The message here is consistent: weakness is being bought. That does not mean trend continuation is confirmed. It means sellers are not gaining control.
This is currently a range-bound, volatility-driven market. Swing trades are more difficult. Intraday trading has been cleaner. Traders should either shorten timeframes or reduce exposure.

Russell 2000

IWM VRVP Daily & Weekly Chart
46.25%: over 20 EMA | 50.67%: over 50 EMA | 61.75%: over 200 EMA
Small caps were initially pressured but staged a meaningful recovery into the close.
The IWM printed a 2.63% intraday range, approximately 63% greater than its average daily range, on 142% relative volume.

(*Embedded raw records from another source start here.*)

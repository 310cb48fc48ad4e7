use serde::Deserialize;
use std::ops::{Deref, DerefMut};
use std::path::PathBuf;
use std::sync::Arc;
use std::time::Duration;

/// Top-level application configuration.
#[derive(Default, Debug, Clone, Deserialize)]
#[serde(default)]
pub struct AppConfigInner {
    pub register: RegisterConfig,
    pub logging: LoggingConfig,
}

/// Thin Arc-wrapped config for inexpensive cloning into subsystems.
#[derive(Default, Debug, Clone, Deserialize)]
pub struct AppConfig {
    #[serde(flatten, default)]
    inner: Arc<AppConfigInner>,
}

impl Deref for AppConfig {
    type Target = AppConfigInner;

    fn deref(&self) -> &Self::Target {
        &self.inner
    }
}

impl DerefMut for AppConfig {
    fn deref_mut(&mut self) -> &mut AppConfigInner {
        Arc::make_mut(&mut self.inner)
    }
}

/// Registration form timing.
#[derive(Debug, Clone, Deserialize)]
#[serde(default)]
pub struct RegisterConfig {
    /// Upper bound for one registration request before it counts as a transport failure.
    pub request_timeout_ms: u64,
    /// Upper bound for resolving the current session on activation.
    pub session_timeout_ms: u64,
}

impl RegisterConfig {
    #[must_use]
    pub const fn request_timeout(&self) -> Duration {
        Duration::from_millis(self.request_timeout_ms)
    }

    #[must_use]
    pub const fn session_timeout(&self) -> Duration {
        Duration::from_millis(self.session_timeout_ms)
    }
}

/// Log output settings for the apps.
#[derive(Debug, Clone, Deserialize)]
#[serde(default)]
pub struct LoggingConfig {
    pub level: String,
    pub json: bool,
    pub directory: Option<PathBuf>,
}

// --- Default ---

impl Default for RegisterConfig {
    fn default() -> Self {
        Self { request_timeout_ms: 10_000, session_timeout_ms: 5_000 }
    }
}

impl Default for LoggingConfig {
    fn default() -> Self {
        Self { level: "info".to_owned(), json: false, directory: None }
    }
}
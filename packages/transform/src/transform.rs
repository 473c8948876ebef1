//! Region orchestrator.
//!
//! Runs the whole reconciliation pipeline for one file: parse, snapshot,
//! plugin passes, sub-region splicing, diff, collapse, and patching. Bytes
//! the plugins did not touch come through untouched; only the printed text
//! of dirty nodes is replaced, unless a structural change near the region
//! root forces a full reprint.

use revamp_ast::{assign_parents, format_path, resolve, ElementChild, NodeRef, Span, Text};
use revamp_parser::serializer::{stringify, stringify_root};
use revamp_parser::{parse_document, Document, ScriptRoot, StyleRoot};
use serde_json::Value;

use crate::collapse::collapse;
use crate::differ::diff;
use crate::errors::TransformError;
use crate::patch::PatchBuffer;
use crate::plugin::{CodemodPlugin, PluginContext, ReportContext, ReporterPlugin};
use crate::printer::SubPrinter;
use crate::report::{Report, Reporter};

#[derive(Debug)]
pub struct TransformResult {
    /// The patched file text.
    pub code: String,
    /// Change count per codemod plugin, in run order.
    pub stats: Vec<(String, usize)>,
    /// Manual-migration reports, in reporter order.
    pub reports: Vec<Report>,
}

/// Transforms one file. Composite files (`.vue`) are split into markup plus
/// sub-language regions; stylesheet files become a single bare style region
/// and anything else a single bare script region.
pub fn transform(
    source: &str,
    filename: &str,
    plugins: &[&dyn CodemodPlugin],
    reporters: &[&dyn ReporterPlugin],
    printer: &dyn SubPrinter,
    options: &Value,
) -> Result<TransformResult, TransformError> {
    if is_composite(filename) {
        transform_composite(source, filename, plugins, reporters, printer, options)
    } else {
        transform_bare(source, filename, plugins, reporters, printer, options)
    }
}

fn is_composite(filename: &str) -> bool {
    filename.ends_with(".vue")
}

fn is_stylesheet(filename: &str) -> bool {
    [".css", ".scss", ".sass", ".less"]
        .iter()
        .any(|ext| filename.ends_with(ext))
}

fn bare_regions(source: &str, filename: &str) -> (Vec<ScriptRoot>, Vec<StyleRoot>) {
    if is_stylesheet(filename) {
        (Vec::new(), vec![StyleRoot::bare(source)])
    } else {
        (vec![ScriptRoot::bare(source)], Vec::new())
    }
}

fn transform_composite(
    source: &str,
    filename: &str,
    plugins: &[&dyn CodemodPlugin],
    reporters: &[&dyn ReporterPlugin],
    printer: &dyn SubPrinter,
    options: &Value,
) -> Result<TransformResult, TransformError> {
    let mut document = parse_document(source)?;
    tracing::debug!(
        filename,
        scripts = document.scripts.len(),
        styles = document.styles.len(),
        "parsed composite document"
    );

    let reports = run_reporters(
        source,
        reporters,
        &ReportContext {
            markup: Some(&document.markup),
            scripts: &document.scripts,
            styles: &document.styles,
            filename,
            options,
        },
    )?;

    let snapshot = document.markup.clone();

    let mut stats = Vec::new();
    for plugin in plugins {
        let mut context = PluginContext {
            markup: Some(&mut document.markup),
            scripts: &mut document.scripts,
            styles: &mut document.styles,
            filename,
            options,
        };
        let changes = plugin.run(&mut context).map_err(|source| {
            TransformError::Plugin {
                plugin: plugin.name().to_string(),
                source,
            }
        })?;
        tracing::debug!(plugin = plugin.name(), changes, "codemod pass finished");
        stats.push((plugin.name().to_string(), changes));
    }

    splice_regions(&mut document, printer)?;
    assign_parents(&mut document.markup);

    let changes = diff(NodeRef::Root(&snapshot), NodeRef::Root(&document.markup));
    let collapsed = collapse(&changes, &snapshot)?;
    tracing::debug!(
        raw = changes.len(),
        dirty = collapsed.dirty.len(),
        root_changed = collapsed.root_changed,
        "collapsed changes"
    );

    let mut buffer = PatchBuffer::new(source);
    if collapsed.root_changed {
        buffer.replace(
            snapshot.span.start,
            snapshot.span.end,
            stringify_root(&document.markup),
        );
    } else {
        for dirty in &collapsed.dirty {
            let node = resolve(NodeRef::Root(&document.markup), &dirty.path).ok_or_else(|| {
                TransformError::PathResolution {
                    path: format_path(&dirty.path),
                }
            })?;
            buffer.replace(dirty.span.start, dirty.span.end, stringify(node));
        }
    }

    Ok(TransformResult {
        code: buffer.into_string()?,
        stats,
        reports,
    })
}

/// A bare file is one script or style region; the printer's output is the
/// result.
fn transform_bare(
    source: &str,
    filename: &str,
    plugins: &[&dyn CodemodPlugin],
    reporters: &[&dyn ReporterPlugin],
    printer: &dyn SubPrinter,
    options: &Value,
) -> Result<TransformResult, TransformError> {
    let (mut scripts, mut styles) = bare_regions(source, filename);

    let reports = run_reporters(
        source,
        reporters,
        &ReportContext {
            markup: None,
            scripts: &scripts,
            styles: &styles,
            filename,
            options,
        },
    )?;

    let mut stats = Vec::new();
    for plugin in plugins {
        let mut context = PluginContext {
            markup: None,
            scripts: &mut scripts,
            styles: &mut styles,
            filename,
            options,
        };
        let changes = plugin.run(&mut context).map_err(|source| {
            TransformError::Plugin {
                plugin: plugin.name().to_string(),
                source,
            }
        })?;
        tracing::debug!(plugin = plugin.name(), changes, "codemod pass finished");
        stats.push((plugin.name().to_string(), changes));
    }

    let code = if is_stylesheet(filename) {
        printer
            .print_style(&styles[0])
            .map_err(|source| TransformError::Printer {
                lang: styles[0].lang.clone().unwrap_or_else(|| "css".to_string()),
                source,
            })?
    } else {
        printer
            .print_script(&scripts[0])
            .map_err(|source| TransformError::Printer {
                lang: scripts[0].lang.clone().unwrap_or_else(|| "js".to_string()),
                source,
            })?
    };

    Ok(TransformResult {
        code,
        stats,
        reports,
    })
}

/// Runs only the reporter plugins over one file, without transforming it.
pub fn find_manual_migrations(
    source: &str,
    filename: &str,
    reporters: &[&dyn ReporterPlugin],
    options: &Value,
) -> Result<Vec<Report>, TransformError> {
    if is_composite(filename) {
        let document = parse_document(source)?;
        run_reporters(
            source,
            reporters,
            &ReportContext {
                markup: Some(&document.markup),
                scripts: &document.scripts,
                styles: &document.styles,
                filename,
                options,
            },
        )
    } else {
        let (scripts, styles) = bare_regions(source, filename);
        run_reporters(
            source,
            reporters,
            &ReportContext {
                markup: None,
                scripts: &scripts,
                styles: &styles,
                filename,
                options,
            },
        )
    }
}

fn run_reporters(
    source: &str,
    reporters: &[&dyn ReporterPlugin],
    context: &ReportContext<'_>,
) -> Result<Vec<Report>, TransformError> {
    let mut reports = Vec::new();
    for plugin in reporters {
        let mut reporter = Reporter::new(source, plugin.name(), &mut reports);
        plugin
            .report(context, &mut reporter)
            .map_err(|source| TransformError::Report {
                plugin: plugin.name().to_string(),
                source,
            })?;
    }
    Ok(reports)
}

/// Renders each sub-language region and writes the result back into the
/// text child of its owning element, so the reconciliation pass sees region
/// edits as ordinary tree changes. Unchanged regions are left strictly
/// alone.
fn splice_regions(
    document: &mut Document,
    printer: &dyn SubPrinter,
) -> Result<(), TransformError> {
    let mut spliced: Vec<(revamp_ast::NodeId, String)> = Vec::new();

    for region in &document.scripts {
        if region.owner.is_detached() {
            continue;
        }
        let printed = printer
            .print_script(region)
            .map_err(|source| TransformError::Printer {
                lang: region.lang.clone().unwrap_or_else(|| "js".to_string()),
                source,
            })?;
        spliced.push((region.owner, printed));
    }
    for region in &document.styles {
        if region.owner.is_detached() {
            continue;
        }
        let printed = printer
            .print_style(region)
            .map_err(|source| TransformError::Printer {
                lang: region.lang.clone().unwrap_or_else(|| "css".to_string()),
                source,
            })?;
        spliced.push((region.owner, printed));
    }

    for (owner, text) in spliced {
        splice_into(&mut document.markup, owner, &text);
    }
    Ok(())
}

fn splice_into(markup: &mut revamp_ast::Root, owner: revamp_ast::NodeId, text: &str) {
    for child in &mut markup.children {
        let ElementChild::Element(el) = child else {
            continue;
        };
        if el.span.id != owner {
            continue;
        }

        let existing = el.children.iter_mut().find_map(|child| match child {
            ElementChild::Text(text_child) => Some(text_child),
            _ => None,
        });
        match existing {
            Some(text_child) => {
                if text_child.value != text {
                    text_child.value = pad_region(text);
                }
            }
            None if !text.is_empty() => {
                el.children.push(ElementChild::Text(Text {
                    value: pad_region(text),
                    leading_comment: None,
                    span: Span::detached(),
                    parent: None,
                }));
            }
            None => {}
        }
        return;
    }
}

/// Changed region text gets a newline against each tag, matching how the
/// regions are conventionally laid out. Text that already has them keeps
/// its exact bytes.
fn pad_region(text: &str) -> String {
    let mut out = String::with_capacity(text.len() + 2);
    if !text.starts_with('\n') {
        out.push('\n');
    }
    out.push_str(text);
    if !text.ends_with('\n') {
        out.push('\n');
    }
    out
}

That is significant volatility expansion at support.
Price briefly undercut the rising 50-day moving average for the first time since November 2025 before recovering decisively. That undercut-and-reclaim pattern is constructive.
While only about 46% of Russell stocks remain above their 20-day moving averages, the close showed strong recovery, and internal deterioration was not extreme.
Expect volatility to persist. Intraday weakness should not be mistaken for structural breakdown unless confirmed by weak closes.
This remains a market where supply shows up near highs and demand shows up near lows. That dynamic favors range trading rather than aggressive trend positioning.

FOCUSED STOCK
UEC: A Very Strong Uranium Pullback Play

UEC VRVP Daily & Weekly Chart
ADR%: 7.67% | Off 52-week high: -23.0% | Above 52-week low: +306.8%
Uranium Energy Corp. is testing a critical demand level at the rising 20-week moving average near 14.50.
This level aligns with a prior supply zone from late 2025 that has flipped to demand, and it has now produced more than six consecutive successful support tests.
Relative volume has declined aggressively during the recent pullback, indicating that participation is not expanding on the selloff. That absence of distribution is constructive.
Yesterday’s defense of the 20-week moving average occurred as uranium itself continues to expand structurally, reinforcing the thematic strength in the underlying commodity.
With uranium in breakout mode and UEC consolidating constructively at long-term support, this test of the rising 20-week moving average presents a technically viable area to look for exposure, provided the level continues to hold on a closing basis.